Reported side effects: skin rash (patches), insomnia, nausea, mouth ulcers (gum) and indigestion (gum).
Nicobrevin
Nicobrevin is marketed as a nicotine-free supplement to alleviate the withdrawal symptoms from giving up smoking. It claims to calm your nerves, and block the craving for cigarettes.
Zyban
Zyban (bupropion hydrochloride) is an anti-depression drug used to help smokers quit smoking.
Reported side effects include insomnia, headaches, seizures and death!
Champix (Varencline)
Champix (Varencline) is a course of tablets. The claim is that they reduce the need to smoke caused when the blood level of nicotine falls in a smoker who has quit, and also makes cigarettes less satisfying.

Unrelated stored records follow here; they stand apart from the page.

//! Migration operations.
//!
//! Operations are the output of the [`ModelDiffer`](crate::diff::ModelDiffer)
//! and the input of script generators. Each one is a single structural change
//! that carries everything needed to render it: the names involved and, for
//! creates and alters, the complete definition afterwards (alters also keep
//! the definition before, so a generator can produce the reverse statement).

use std::fmt;

use serde::{Deserialize, Serialize};
use smol_str::SmolStr;

use crate::snapshot::{Annotations, Column, ForeignKey, Index, Key, QualifiedName, ReferentialAction, Sequence};

/// A single structural schema change.
#[derive(Debug, Clone, PartialEq, Serialize, Deserialize)]
#[serde(tag = "kind", rename_all = "snake_case")]
pub enum MigrationOperation {
    /// Create a schema if it does not exist.
    EnsureSchema(SchemaOperation),
    /// Drop a schema that no object uses any more.
    DropSchema(SchemaOperation),
    /// Change model-wide annotations.
    AlterDatabase(AlterDatabase),
    /// Create a table, with its columns, keys and inline foreign keys.
    CreateTable(CreateTable),
    /// Drop a table.
    DropTable(DropTable),
    /// Rename a table or move it to another schema.
    RenameTable(RenameTable),
    /// Change table annotations.
    AlterTable(AlterTable),
    /// Add a column to an existing table.
    AddColumn(AddColumn),
    /// Drop a column.
    DropColumn(DropColumn),
    /// Rename a column.
    RenameColumn(RenameColumn),
    /// Change a column's definition in place.
    AlterColumn(AlterColumn),
    /// Add a primary key.
    AddPrimaryKey(AddKey),
    /// Drop a primary key.
    DropPrimaryKey(DropConstraint),
    /// Add a unique constraint.
    AddUniqueConstraint(AddKey),
    /// Drop a unique constraint.
    DropUniqueConstraint(DropConstraint),
    /// Create an index.
    CreateIndex(CreateIndex),
    /// Drop an index.
    DropIndex(DropIndex),
    /// Rename an index.
    RenameIndex(RenameIndex),
    /// Add a foreign key.
    AddForeignKey(AddForeignKey),
    /// Drop a foreign key.
    DropForeignKey(DropConstraint),
    /// Create a sequence.
    CreateSequence(CreateSequence),
    /// Drop a sequence.
    DropSequence(DropSequence),
    /// Rename a sequence or move it to another schema.
    RenameSequence(RenameSequence),
    /// Change a sequence's options.
    AlterSequence(AlterSequence),
    /// Restart a sequence at a new value.
    RestartSequence(RestartSequence),
}

impl MigrationOperation {
    /// Short snake_case label for the operation kind.
    pub fn kind(&self) -> &'static str {
        match self {
            Self::EnsureSchema(_) => "ensure_schema",
            Self::DropSchema(_) => "drop_schema",
            Self::AlterDatabase(_) => "alter_database",
            Self::CreateTable(_) => "create_table",
            Self::DropTable(_) => "drop_table",
            Self::RenameTable(_) => "rename_table",
            Self::AlterTable(_) => "alter_table",
            Self::AddColumn(_) => "add_column",
            Self::DropColumn(_) => "drop_column",
            Self::RenameColumn(_) => "rename_column",
            Self::AlterColumn(_) => "alter_column",
            Self::AddPrimaryKey(_) => "add_primary_key",
            Self::DropPrimaryKey(_) => "drop_primary_key",
            Self::AddUniqueConstraint(_) => "add_unique_constraint",
            Self::DropUniqueConstraint(_) => "drop_unique_constraint",
            Self::CreateIndex(_) => "create_index",
            Self::DropIndex(_) => "drop_index",
            Self::RenameIndex(_) => "rename_index",
            Self::AddForeignKey(_) => "add_foreign_key",
            Self::DropForeignKey(_) => "drop_foreign_key",
            Self::CreateSequence(_) => "create_sequence",
            Self::DropSequence(_) => "drop_sequence",
            Self::RenameSequence(_) => "rename_sequence",
            Self::AlterSequence(_) => "alter_sequence",
            Self::RestartSequence(_) => "restart_sequence",
        }
    }

    /// The table this operation works on, if any.
    pub fn table(&self) -> Option<&QualifiedName> {
        match self {
            Self::CreateTable(op) => Some(&op.table),
            Self::DropTable(op) => Some(&op.table),
            Self::RenameTable(op) => Some(&op.table),
            Self::AlterTable(op) => Some(&op.table),
            Self::AddColumn(op) => Some(&op.table),
            Self::DropColumn(op) => Some(&op.table),
            Self::RenameColumn(op) => Some(&op.table),
            Self::AlterColumn(op) => Some(&op.table),
            Self::AddPrimaryKey(op) | Self::AddUniqueConstraint(op) => Some(&op.table),
            Self::DropPrimaryKey(op) | Self::DropUniqueConstraint(op) | Self::DropForeignKey(op) => {
                Some(&op.table)
            }
            Self::CreateIndex(op) => Some(&op.table),
            Self::DropIndex(op) => Some(&op.table),
            Self::RenameIndex(op) => Some(&op.table),
            Self::AddForeignKey(op) => Some(&op.table),
            Self::EnsureSchema(_)
            | Self::DropSchema(_)
            | Self::AlterDatabase(_)
            | Self::CreateSequence(_)
            | Self::DropSequence(_)
            | Self::RenameSequence(_)
            | Self::AlterSequence(_)
            | Self::RestartSequence(_) => None,
        }
    }

    /// Whether applying this operation can lose stored data.
    pub fn is_destructive(&self) -> bool {
        match self {
            Self::DropTable(_) | Self::DropColumn(_) | Self::DropSequence(_) => true,
            Self::AlterColumn(op) => op.is_destructive,
            _ => false,
        }
    }
}

impl fmt::Display for MigrationOperation {
    fn fmt(&self, f: &mut fmt::Formatter<'_>) -> fmt::Result {
        match self {
            Self::EnsureSchema(op) => write!(f, "ensure schema {}", op.name),
            Self::DropSchema(op) => write!(f, "drop schema {}", op.name),
            Self::AlterDatabase(_) => f.write_str("alter database annotations"),
            Self::CreateTable(op) => write!(f, "create table {}", op.table),
            Self::DropTable(op) => write!(f, "drop table {}", op.table),
            Self::RenameTable(op) => write!(f, "rename table {} to {}", op.table, op.new_table),
            Self::AlterTable(op) => write!(f, "alter table {}", op.table),
            Self::AddColumn(op) => write!(f, "add column {}.{}", op.table, op.column.name),
            Self::DropColumn(op) => write!(f, "drop column {}.{}", op.table, op.name),
            Self::RenameColumn(op) => {
                write!(f, "rename column {}.{} to {}", op.table, op.name, op.new_name)
            }
            Self::AlterColumn(op) => write!(f, "alter column {}.{}", op.table, op.column.name),
            Self::AddPrimaryKey(op) => write!(f, "add primary key {} on {}", op.name, op.table),
            Self::DropPrimaryKey(op) => write!(f, "drop primary key {} on {}", op.name, op.table),
            Self::AddUniqueConstraint(op) => {
                write!(f, "add unique constraint {} on {}", op.name, op.table)
            }
            Self::DropUniqueConstraint(op) => {
                write!(f, "drop unique constraint {} on {}", op.name, op.table)
            }
            Self::CreateIndex(op) => write!(f, "create index {} on {}", op.name, op.table),
            Self::DropIndex(op) => write!(f, "drop index {} on {}", op.name, op.table),
            Self::RenameIndex(op) => {
                write!(f, "rename index {} on {} to {}", op.name, op.table, op.new_name)
            }
            Self::AddForeignKey(op) => write!(
                f,
                "add foreign key {} from {} to {}",
                op.name, op.table, op.principal_table
            ),
            Self::DropForeignKey(op) => write!(f, "drop foreign key {} on {}", op.name, op.table),
            Self::CreateSequence(op) => write!(f, "create sequence {}", op.sequence),
            Self::DropSequence(op) => write!(f, "drop sequence {}", op.sequence),
            Self::RenameSequence(op) => {
                write!(f, "rename sequence {} to {}", op.sequence, op.new_sequence)
            }
            Self::AlterSequence(op) => write!(f, "alter sequence {}", op.sequence),
            Self::RestartSequence(op) => {
                write!(f, "restart sequence {} at {}", op.sequence, op.start_value)
            }
        }
    }
}

/// Ensure or drop a schema.
#[derive(Debug, Clone, PartialEq, Eq, Serialize, Deserialize)]
pub struct SchemaOperation {
    /// Schema name.
    pub name: SmolStr,
}

/// Change model-wide annotations.
#[derive(Debug, Clone, PartialEq, Serialize, Deserialize)]
pub struct AlterDatabase {
    /// Annotations afterwards.
    pub annotations: Annotations,
    /// Annotations before.
    pub old_annotations: Annotations,
}

/// Complete definition of a column.
#[derive(Debug, Clone, PartialEq, Serialize, Deserialize)]
pub struct ColumnDefinition {
    /// Column name.
    pub name: SmolStr,
    /// Store type.
    pub store_type: SmolStr,
    /// Whether the column accepts NULL.
    pub nullable: bool,
    /// Maximum length.
    #[serde(default, skip_serializing_if = "Option::is_none")]
    pub max_length: Option<u32>,
    /// Literal default value.
    #[serde(default, skip_serializing_if = "Option::is_none")]
    pub default_value: Option<String>,
    /// Default value expression.
    #[serde(default, skip_serializing_if = "Option::is_none")]
    pub default_sql: Option<String>,
    /// Computed column expression.
    #[serde(default, skip_serializing_if = "Option::is_none")]
    pub computed_sql: Option<String>,
    /// Annotations.
    #[serde(default, skip_serializing_if = "Annotations::is_empty")]
    pub annotations: Annotations,
}

impl From<&Column> for ColumnDefinition {
    fn from(column: &Column) -> Self {
        Self {
            name: column.name.clone(),
            store_type: column.store_type.clone(),
            nullable: column.nullable,
            max_length: column.max_length,
            default_value: column.default_value.clone(),
            default_sql: column.default_sql.clone(),
            computed_sql: column.computed_sql.clone(),
            annotations: column.annotations.clone(),
        }
    }
}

Reported side effects: Some users have reported feeling depressed or suicidal!
Allen Carr Method
The book “Easy Way to Stop Smoking” by Allen Carr has probably helped many thousands of people stop smoking. Allen Carr used to be a heavy smoker. However after seeing a hypnotherapist he stopped smoking. Allen Carr felt that it wasn’t so much the work of the hypnotherapist but the understanding that he gained about the damage he was doing to his body by smoking. He went on to write his best selling book and set up a clinic in London where he helped groups of smokers quit smoking. However the procedure he used meant that the smokers could continue smoking while he counselled them. Allen Carr died in November 2006 from lung cancer.